Closed shogg closed 5 years ago
@shogg thank you for investigation! This actually makes sense. Updated description - https://github.com/plutov/practice-go/blob/master/nasacollage/README.md
I did the scraping of archivepix.html. Still not fast but works well.
It took 22 min to gather all image URLs. With the API it took four hours to collect 2400 URLs because of the request limit. And the result was not exhaustive because requests sporadically returned server errors.
@shogg have you been able to build a collage after that? :)
I'm working on it again since Wednesday. I have a working algorithm that spits out best results found so far and searches on. But as I suspected, the problem is too complex to be fully searched in a reasonable time.
First idea was to limit the collage to a ground row of up to three images choosen from all images. But even that is too expensive: 8000!/(8000-3)! ~= 10^11.7 ground row variations. At the moment I'm testing with much fewer variations and some other restrictions.

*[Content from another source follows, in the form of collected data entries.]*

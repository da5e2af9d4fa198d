//! Attempt result and announcement formatting

mod announcement;
mod attempt;

pub use announcement::announcement;
pub use attempt::{MbldAttempt, decode_mbld, format_attempt};
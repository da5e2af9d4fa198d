//! Announcement text for newly appeared records

use crate::domain::{RecordEntry, RecordType};

use super::attempt::format_attempt;

/// Base URL for deep links into WCA Live
const LIVE_BASE_URL: &str = "https://live.worldcubeassociation.org";

/// Build the announcement sentence for one new record.
///
/// Fixed template; length is unbounded here and constrained by the posting
/// endpoint, not by this function.
pub fn announcement(entry: &RecordEntry) -> String {
    let is_average = entry.record_type == RecordType::Average;
    let result = format_attempt(entry.attempt_result, &entry.event_id, is_average);

    format!(
        "{} (from {}) just got the {} {} {} ({}) at {} {}/competitions/{}/rounds/{}",
        entry.person_name,
        entry.person_country,
        entry.event_name,
        entry.record_type,
        entry.record_tag,
        result,
        entry.competition_name,
        LIVE_BASE_URL,
        entry.competition_id,
        entry.round_id,
    )
}
//! Snapshot diffing

use std::collections::HashSet;

use tracing::debug;

use super::record::RecordEntry;

/// Entries in `current` with no identity match in `previous`, in current order.
///
/// An empty `previous` means every current entry is new; the first-run policy
/// (seed silently vs announce everything) is the caller's decision.
pub fn diff<'a>(previous: &[RecordEntry], current: &'a [RecordEntry]) -> Vec<&'a RecordEntry> {
    let seen: HashSet<_> = previous.iter().map(RecordEntry::key).collect();
    let new_entries: Vec<_> = current.iter().filter(|entry| !seen.contains(&entry.key())).collect();
    debug!(
        previous = previous.len(),
        current = current.len(),
        new = new_entries.len(),
        "Computed snapshot diff"
    );
    new_entries
}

PS: brute force would be to iterate variations of 11 images and check if they form a rectangle when stacked in that order: 8000!/(8000-11)! ~= 10^43 checks.
It's very slow and generates HTTP 500 and other errors. You'll lose some pictures even when obeying the quota of 1000 requests/h. After a while it stopped working at all for me. (While writing this I tested again: works again but errors remain)
API is unreliable but downloading the linked pictures in the API data works like a charm. I already used https://apod.nasa.gov/apod/archivepix.html to extract the dates needed to query the API. I think it could be easier to scrape the needed URLs out of the linked pages and not use the API at all. No quota involved. Just download +8500 files in one batch.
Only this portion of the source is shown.